Directions: Write out exactly the lines from the first line of the records below through the line that contains "both record cipher", and stop there.

Data records:
****

//! Full derived session for pipeline tests.
//!
//! Builds everything a live connection would hold after `ChangeCipherSpec`:
//! the key block expanded from the master secret and both record cipher
//! directions, each instantiated twice (the sender's copy and the
//! receiver's copy) so tests can push records across an imaginary wire.

use tandem_crypto::{
    AeadAlgorithm, CryptoError, HashAlgorithm, KeyBlock, MasterSecret, RANDOM_LEN, RecordCipher,
    derive_key_block,
};

/// A sealer and an opener over the same key and fixed IV — the two ends of
/// one direction of a connection.
pub struct DirectionPair {
    /// The sending side's cipher.
    pub sealer: RecordCipher,
    /// The receiving side's cipher.
    pub opener: RecordCipher,
}

/// Both directions of a derived session.
pub struct SessionFixture {
    /// Key block the directions were sliced from.
    pub key_block: KeyBlock,
    /// Client-to-server direction (client write key and IV).
    pub client_to_server: DirectionPair,
    /// Server-to-client direction (server write key and IV).
    pub server_to_client: DirectionPair,
}

impl SessionFixture {
    /// Derive a session exactly as both endpoints would.
    pub fn derive(
        master_secret: &MasterSecret,
        client_random: &[u8; RANDOM_LEN],
        server_random: &[u8; RANDOM_LEN],
        algorithm: AeadAlgorithm,
        prf_hash: HashAlgorithm,
    ) -> Result<Self, CryptoError> {
        let key_block =
            derive_key_block(master_secret, client_random, server_random, algorithm, prf_hash)?;

        let client_to_server = DirectionPair {
            sealer: RecordCipher::new(
                algorithm,
                &key_block.client_write_key,
                &key_block.client_write_iv,
            )?,
            opener: RecordCipher::new(
                algorithm,
                &key_block.client_write_key,
                &key_block.client_write_iv,
            )?,
        };
        let server_to_client = DirectionPair {
            sealer: RecordCipher::new(
                algorithm,
                &key_block.server_write_key,
                &key_block.server_write_iv,
            )?,
            opener: RecordCipher::new(
                algorithm,
                &key_block.server_write_key,
                &key_block.server_write_iv,
            )?,
        };

        Ok(Self { key_block, client_to_server, server_to_client })
    }
}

****

Task answer:
//! Full derived session for pipeline tests.
//!
//! Builds everything a live connection would hold after `ChangeCipherSpec`:
//! the key block expanded from the master secret and both record cipher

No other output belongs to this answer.